(Collected data entries)
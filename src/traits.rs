//! Trait definitions
use crate::data::Observation;
use crate::dist::Categorical;
use nalgebra::{DMatrix, DVector};
use rand::Rng;
use std::fmt;

/// A distribution that can be represented by a plain parameter struct
pub trait Parameterized: Sized {
    type Parameters;
    type ParameterError;

    fn emit_params(&self) -> Self::Parameters;

    fn from_params(
        params: Self::Parameters,
    ) -> Result<Self, Self::ParameterError>;
}

/// Log density (pdf/pmf) of a distribution over `X`
pub trait HasDensity<X> {
    /// Probability function
    fn f(&self, x: &X) -> f64 {
        self.ln_f(x).exp()
    }

    /// Log probability function
    fn ln_f(&self, x: &X) -> f64;
}

/// A distribution we can draw values of type `X` from
pub trait Sampleable<X> {
    /// Single draw from the `Rv`
    fn draw<R: Rng>(&self, rng: &mut R) -> X;

    /// A draw that reports numerical failure instead of panicking, for
    /// families whose draws can come out not positive definite
    fn try_draw<R: Rng>(&self, rng: &mut R) -> crate::error::Result<X> {
        Ok(self.draw(rng))
    }

    /// Multiple draws of the `Rv`
    fn sample<R: Rng>(&self, n: usize, rng: &mut R) -> Vec<X> {
        (0..n).map(|_| self.draw(rng)).collect()
    }
}

pub trait Mean<M> {
    fn mean(&self) -> Option<M>;
}

pub trait Mode<M> {
    fn mode(&self) -> Option<M>;
}

pub trait Variance<V> {
    fn variance(&self) -> Option<V>;
}

/// A fixed-shape tuple of scalars, vectors and matrices
///
/// The same tuple type carries natural parameters, sufficient statistics of
/// data, and expected sufficient statistics, so conjugate updates reduce to
/// the vector-space operations below.
pub trait Statistics: Clone + fmt::Debug + Send + Sync {
    /// Sum of the elementwise products of every slot
    fn dot(&self, other: &Self) -> f64;

    /// `self += a * x`
    fn axpy(&mut self, a: f64, x: &Self);

    /// `self *= a`
    fn scale(&mut self, a: f64);

    /// A tuple of zeros with the shape of `self`
    fn zeros_like(&self) -> Self;
}

/// An exponential-family distribution
///
/// The density has the form
/// *p(θ) = exp(⟨η, T(θ)⟩ − A(η) + ln h)* where *η* are the natural
/// parameters, *T* the sufficient statistics, *A* the log partition and
/// *ln h* a constant log base measure. Implementors store only their
/// standard parameters; natural parameters are computed on demand.
pub trait ExponentialFamily: Sized + Clone {
    /// Natural parameter / sufficient statistic tuple
    type Stat: Statistics;
    /// Error raised when natural parameters leave the valid domain
    type Error: std::error::Error + Into<crate::Error>;

    /// The natural parameters, η
    fn to_natural(&self) -> Self::Stat;

    /// Build a distribution from natural parameters
    ///
    /// `self` only supplies structural settings that are not parameters
    /// (e.g. whether a regression carries a bias column). The result has the
    /// same shape as `self`.
    fn from_natural(&self, nat: &Self::Stat) -> Result<Self, Self::Error>;

    /// The log partition function, A(η)
    fn log_partition(&self) -> f64;

    /// The constant log base measure, ln h
    fn log_base(&self) -> f64;

    /// E[T(θ)] under this distribution
    fn expected_statistics(&self) -> Self::Stat;

    /// Differential entropy
    fn entropy(&self) -> f64 {
        self.log_partition()
            - self.log_base()
            - self.to_natural().dot(&self.expected_statistics())
    }

    /// Cross entropy H(self, other) = −E<sub>self</sub>[ln other]
    fn cross_entropy(&self, other: &Self) -> f64 {
        other.log_partition()
            - other.log_base()
            - other.to_natural().dot(&self.expected_statistics())
    }

    /// KL(self ‖ other)
    fn kl(&self, other: &Self) -> f64 {
        self.cross_entropy(other) - self.entropy()
    }
}

/// An exponential family that is conjugate to a likelihood on `Datum`
pub trait ConjugatePrior: ExponentialFamily {
    /// The type of a single observation
    type Datum;
    /// The likelihood whose parameters this family is a distribution over
    type Likelihood: HasDensity<Self::Datum> + Clone + fmt::Debug + Send + Sync;

    /// The conjugate update η<sub>post</sub> = η + stat
    fn posterior(&self, stat: &Self::Stat) -> Result<Self, Self::Error> {
        let mut nat = self.to_natural();
        nat.axpy(1.0, stat);
        self.from_natural(&nat)
    }
}

/// A conjugate prior whose sufficient statistics are built from individual
/// (possibly weighted) observations
pub trait ConjugateModel: ConjugatePrior {
    /// Zero statistics of the right shape
    fn empty_suffstat(&self) -> Self::Stat;

    /// Add `weight` times the statistics of `x` to `stat`
    fn observe(&self, stat: &mut Self::Stat, x: &Self::Datum, weight: f64);

    /// Weighted sufficient statistics of `data`
    fn suffstat<'a, I>(&self, data: I) -> Self::Stat
    where
        I: IntoIterator<Item = (&'a Self::Datum, f64)>,
        Self::Datum: 'a,
    {
        let mut stat = self.empty_suffstat();
        for (x, w) in data {
            if w != 0.0 {
                self.observe(&mut stat, x, w);
            }
        }
        stat
    }

    /// The constant log base measure of the likelihood
    fn likelihood_log_base(&self) -> f64;

    /// E[ln p(x | θ)] under this distribution over θ for each `x` in `xs`
    fn expected_log_likelihood(&self, xs: &[Self::Datum]) -> Vec<f64>;

    /// E[ln p(x | θ)] through the statistics identity
    /// ln h + ⟨E[T(θ)], t(x)⟩. Slow, but exact.
    fn expected_log_likelihood_by_statistics(&self, x: &Self::Datum) -> f64 {
        let mut stat = self.empty_suffstat();
        self.observe(&mut stat, x, 1.0);
        self.likelihood_log_base() + self.expected_statistics().dot(&stat)
    }

    /// Check that `x` has the dimensions this family expects
    fn check_datum(&self, x: &Self::Datum) -> Result<(), crate::Error>;
}

/// A prior on categorical mixing weights
pub trait GatingPrior:
    ConjugatePrior<Datum = usize, Likelihood = Categorical>
{
    /// Number of components
    fn k(&self) -> usize;

    /// Sufficient statistics of (possibly fractional) label counts
    fn count_suffstat(&self, counts: &[f64]) -> Self::Stat;

    /// E[ln π<sub>k</sub>] for each component
    fn expected_ln_weights(&self) -> Vec<f64>;

    /// E[π<sub>k</sub>] for each component
    fn mean_weights(&self) -> Vec<f64>;
}

/// A predictive density with moment-matched summaries
pub trait Predictive: HasDensity<DVector<f64>> {
    /// Location of the predictive
    fn location(&self) -> DVector<f64>;

    /// Covariance of a moment-matched Gaussian
    fn moment_covariance(&self) -> DMatrix<f64>;
}

/// A prior over Gaussian parameters with a closed-form posterior predictive
pub trait BasisPredictive: ConjugateModel<Datum = DVector<f64>> {
    type Predictive: Predictive;

    /// p(x | data) with the parameters integrated out
    fn posterior_predictive(&self) -> Result<Self::Predictive, crate::Error>;
}

/// A prior over linear-Gaussian parameters with a closed-form posterior
/// predictive
pub trait RegressionPredictive: ConjugateModel<Datum = Observation> {
    type Predictive: Predictive;

    /// p(y | x, data) with the parameters integrated out
    fn posterior_predictive_at(
        &self,
        input: &DVector<f64>,
    ) -> Result<Self::Predictive, crate::Error>;
}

## About this task
Reproduce the entries exactly as they appear.

## The completed task
filename src/traits.rs
//! Trait definitions
use crate::data::Observation;
use crate::dist::Categorical;
use nalgebra::{DMatrix, DVector};
use rand::Rng;
use std::fmt;

/// A distribution that can be represented by a plain parameter struct
pub trait Parameterized: Sized {
    type Parameters;
    type ParameterError;

    fn emit_params(&self) -> Self::Parameters;

    fn from_params(
        params: Self::Parameters,
    ) -> Result<Self, Self::ParameterError>;
}

/// Log density (pdf/pmf) of a distribution over `X`
pub trait HasDensity<X> {
    /// Probability function
    fn f(&self, x: &X) -> f64 {
        self.ln_f(x).exp()
    }

    /// Log probability function
    fn ln_f(&self, x: &X) -> f64;
}

/// A distribution we can draw values of type `X` from
pub trait Sampleable<X> {
    /// Single draw from the `Rv`
    fn draw<R: Rng>(&self, rng: &mut R) -> X;

    /// A draw that reports numerical failure instead of panicking, for
    /// families whose draws can come out not positive definite
    fn try_draw<R: Rng>(&self, rng: &mut R) -> crate::error::Result<X> {
        Ok(self.draw(rng))
    }

    /// Multiple draws of the `Rv`
    fn sample<R: Rng>(&self, n: usize, rng: &mut R) -> Vec<X> {
        (0..n).map(|_| self.draw(rng)).collect()
    }
}

pub trait Mean<M> {
    fn mean(&self) -> Option<M>;
}

pub trait Mode<M> {
    fn mode(&self) -> Option<M>;
}

pub trait Variance<V> {
    fn variance(&self) -> Option<V>;
}

/// A fixed-shape tuple of scalars, vectors and matrices
///
/// The same tuple type carries natural parameters, sufficient statistics of
/// data, and expected sufficient statistics, so conjugate updates reduce to
/// the vector-space operations below.
pub trait Statistics: Clone + fmt::Debug + Send + Sync {
    /// Sum of the elementwise products of every slot
    fn dot(&self, other: &Self) -> f64;

    /// `self += a * x`
    fn axpy(&mut self, a: f64, x: &Self);

    /// `self *= a`
    fn scale(&mut self, a: f64);

    /// A tuple of zeros with the shape of `self`
    fn zeros_like(&self) -> Self;
}

/// An exponential-family distribution
///
/// The density has the form
/// *p(θ) = exp(⟨η, T(θ)⟩ − A(η) + ln h)* where *η* are the natural
/// parameters, *T* the sufficient statistics, *A* the log partition and
/// *ln h* a constant log base measure. Implementors store only their
/// standard parameters; natural parameters are computed on demand.
pub trait ExponentialFamily: Sized + Clone {
    /// Natural parameter / sufficient statistic tuple
    type Stat: Statistics;
    /// Error raised when natural parameters leave the valid domain
    type Error: std::error::Error + Into<crate::Error>;

    /// The natural parameters, η
    fn to_natural(&self) -> Self::Stat;

    /// Build a distribution from natural parameters
    ///
    /// `self` only supplies structural settings that are not parameters
    /// (e.g. whether a regression carries a bias column). The result has the
    /// same shape as `self`.
    fn from_natural(&self, nat: &Self::Stat) -> Result<Self, Self::Error>;

    /// The log partition function, A(η)
    fn log_partition(&self) -> f64;

    /// The constant log base measure, ln h
    fn log_base(&self) -> f64;

    /// E[T(θ)] under this distribution
    fn expected_statistics(&self) -> Self::Stat;

    /// Differential entropy
    fn entropy(&self) -> f64 {
        self.log_partition()
            - self.log_base()
            - self.to_natural().dot(&self.expected_statistics())
    }

    /// Cross entropy H(self, other) = −E<sub>self</sub>[ln other]
    fn cross_entropy(&self, other: &Self) -> f64 {
        other.log_partition()
            - other.log_base()
            - other.to_natural().dot(&self.expected_statistics())
    }

    /// KL(self ‖ other)
    fn kl(&self, other: &Self) -> f64 {
        self.cross_entropy(other) - self.entropy()
    }
}

/// An exponential family that is conjugate to a likelihood on `Datum`
pub trait ConjugatePrior: ExponentialFamily {
    /// The type of a single observation
    type Datum;
    /// The likelihood whose parameters this family is a distribution over
    type Likelihood: HasDensity<Self::Datum> + Clone + fmt::Debug + Send + Sync;

    /// The conjugate update η<sub>post</sub> = η + stat
    fn posterior(&self, stat: &Self::Stat) -> Result<Self, Self::Error> {
        let mut nat = self.to_natural();
        nat.axpy(1.0, stat);
        self.from_natural(&nat)
    }
}

/// A conjugate prior whose sufficient statistics are built from individual
/// (possibly weighted) observations
pub trait ConjugateModel: ConjugatePrior {
    /// Zero statistics of the right shape
    fn empty_suffstat(&self) -> Self::Stat;

    /// Add `weight` times the statistics of `x` to `stat`
    fn observe(&self, stat: &mut Self::Stat, x: &Self::Datum, weight: f64);

    /// Weighted sufficient statistics of `data`
    fn suffstat<'a, I>(&self, data: I) -> Self::Stat
    where
        I: IntoIterator<Item = (&'a Self::Datum, f64)>,
        Self::Datum: 'a,
    {
        let mut stat = self.empty_suffstat();
        for (x, w) in data {
            if w != 0.0 {
                self.observe(&mut stat, x, w);
            }
        }
        stat
    }

    /// The constant log base measure of the likelihood
    fn likelihood_log_base(&self) -> f64;

    /// E[ln p(x | θ)] under this distribution over θ for each `x` in `xs`
    fn expected_log_likelihood(&self, xs: &[Self::Datum]) -> Vec<f64>;

    /// E[ln p(x | θ)] through the statistics identity
    /// ln h + ⟨E[T(θ)], t(x)⟩. Slow, but exact.
    fn expected_log_likelihood_by_statistics(&self, x: &Self::Datum) -> f64 {
        let mut stat = self.empty_suffstat();
        self.observe(&mut stat, x, 1.0);
        self.likelihood_log_base() + self.expected_statistics().dot(&stat)
    }

    /// Check that `x` has the dimensions this family expects
    fn check_datum(&self, x: &Self::Datum) -> Result<(), crate::Error>;
}

/// A prior on categorical mixing weights
pub trait GatingPrior:
    ConjugatePrior<Datum = usize, Likelihood = Categorical>
{
    /// Number of components
    fn k(&self) -> usize;

    /// Sufficient statistics of (possibly fractional) label counts
    fn count_suffstat(&self, counts: &[f64]) -> Self::Stat;

    /// E[ln π<sub>k</sub>] for each component
    fn expected_ln_weights(&self) -> Vec<f64>;

    /// E[π<sub>k</sub>] for each component
    fn mean_weights(&self) -> Vec<f64>;
}

/// A predictive density with moment-matched summaries
pub trait Predictive: HasDensity<DVector<f64>> {
    /// Location of the predictive
    fn location(&self) -> DVector<f64>;

    /// Covariance of a moment-matched Gaussian
    fn moment_covariance(&self) -> DMatrix<f64>;
}

/// A prior over Gaussian parameters with a closed-form posterior predictive
pub trait BasisPredictive: ConjugateModel<Datum = DVector<f64>> {
    type Predictive: Predictive;

    /// p(x | data) with the parameters integrated out
    fn posterior_predictive(&self) -> Result<Self::Predictive, crate::Error>;
}

/// A prior over linear-Gaussian parameters with a closed-form posterior
/// predictive
pub trait RegressionPredictive: ConjugateModel<Datum = Observation> {
    type Predictive: Predictive;

    /// p(y | x, data) with the parameters integrated out
    fn posterior_predictive_at(
        &self,
        input: &DVector<f64>,
    ) -> Result<Self::Predictive, crate::Error>;
}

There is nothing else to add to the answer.